[Start of section]

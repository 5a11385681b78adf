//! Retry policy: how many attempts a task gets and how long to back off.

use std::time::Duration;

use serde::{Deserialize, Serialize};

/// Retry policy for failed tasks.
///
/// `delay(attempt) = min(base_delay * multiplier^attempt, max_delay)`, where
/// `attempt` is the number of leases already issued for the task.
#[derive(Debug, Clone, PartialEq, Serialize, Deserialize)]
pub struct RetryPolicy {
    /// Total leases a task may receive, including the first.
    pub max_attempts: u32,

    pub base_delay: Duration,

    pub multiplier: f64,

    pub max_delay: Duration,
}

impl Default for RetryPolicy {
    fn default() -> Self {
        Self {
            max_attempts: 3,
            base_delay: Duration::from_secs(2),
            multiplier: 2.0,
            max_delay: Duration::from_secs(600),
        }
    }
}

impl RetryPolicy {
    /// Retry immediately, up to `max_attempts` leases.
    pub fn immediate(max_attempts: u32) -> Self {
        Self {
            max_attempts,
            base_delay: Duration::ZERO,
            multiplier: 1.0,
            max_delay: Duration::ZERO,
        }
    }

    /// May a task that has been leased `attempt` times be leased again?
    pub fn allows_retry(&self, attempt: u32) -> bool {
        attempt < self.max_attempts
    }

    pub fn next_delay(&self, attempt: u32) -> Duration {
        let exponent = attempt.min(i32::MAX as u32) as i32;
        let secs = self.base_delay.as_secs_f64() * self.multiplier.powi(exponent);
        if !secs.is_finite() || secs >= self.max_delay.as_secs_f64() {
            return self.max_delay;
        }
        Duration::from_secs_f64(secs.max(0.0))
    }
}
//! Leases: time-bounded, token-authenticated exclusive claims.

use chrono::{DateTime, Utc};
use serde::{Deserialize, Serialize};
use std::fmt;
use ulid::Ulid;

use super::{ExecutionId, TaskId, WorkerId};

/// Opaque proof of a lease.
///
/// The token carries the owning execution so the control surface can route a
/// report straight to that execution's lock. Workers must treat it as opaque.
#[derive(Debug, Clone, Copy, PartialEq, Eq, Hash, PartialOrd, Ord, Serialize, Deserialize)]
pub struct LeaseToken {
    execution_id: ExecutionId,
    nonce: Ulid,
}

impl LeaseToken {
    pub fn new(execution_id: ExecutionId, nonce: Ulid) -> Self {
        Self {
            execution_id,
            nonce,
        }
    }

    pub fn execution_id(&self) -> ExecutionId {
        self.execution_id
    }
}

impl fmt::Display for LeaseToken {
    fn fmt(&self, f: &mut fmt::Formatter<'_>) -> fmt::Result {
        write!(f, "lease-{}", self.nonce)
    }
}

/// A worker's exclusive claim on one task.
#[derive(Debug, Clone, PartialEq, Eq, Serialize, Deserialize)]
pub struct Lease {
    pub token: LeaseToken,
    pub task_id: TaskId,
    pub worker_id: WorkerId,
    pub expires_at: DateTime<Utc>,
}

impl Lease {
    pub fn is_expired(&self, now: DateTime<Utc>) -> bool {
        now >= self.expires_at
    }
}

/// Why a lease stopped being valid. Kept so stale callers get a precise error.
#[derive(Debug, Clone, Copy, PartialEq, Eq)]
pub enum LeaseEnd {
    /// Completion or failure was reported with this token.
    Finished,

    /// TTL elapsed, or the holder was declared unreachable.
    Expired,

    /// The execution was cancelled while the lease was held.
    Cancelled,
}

[End of section]

Work required: Once the line containing "pub struct RetryPolicy" has been set down, nothing more is wanted; set down each line of the listing above up to it exactly, starting with the first.

Response to the task:
repository 5a11385681b78adf
//! Retry policy: how many attempts a task gets and how long to back off.

use std::time::Duration;

use serde::{Deserialize, Serialize};

/// Retry policy for failed tasks.
///
/// `delay(attempt) = min(base_delay * multiplier^attempt, max_delay)`, where
/// `attempt` is the number of leases already issued for the task.
#[derive(Debug, Clone, PartialEq, Serialize, Deserialize)]
pub struct RetryPolicy {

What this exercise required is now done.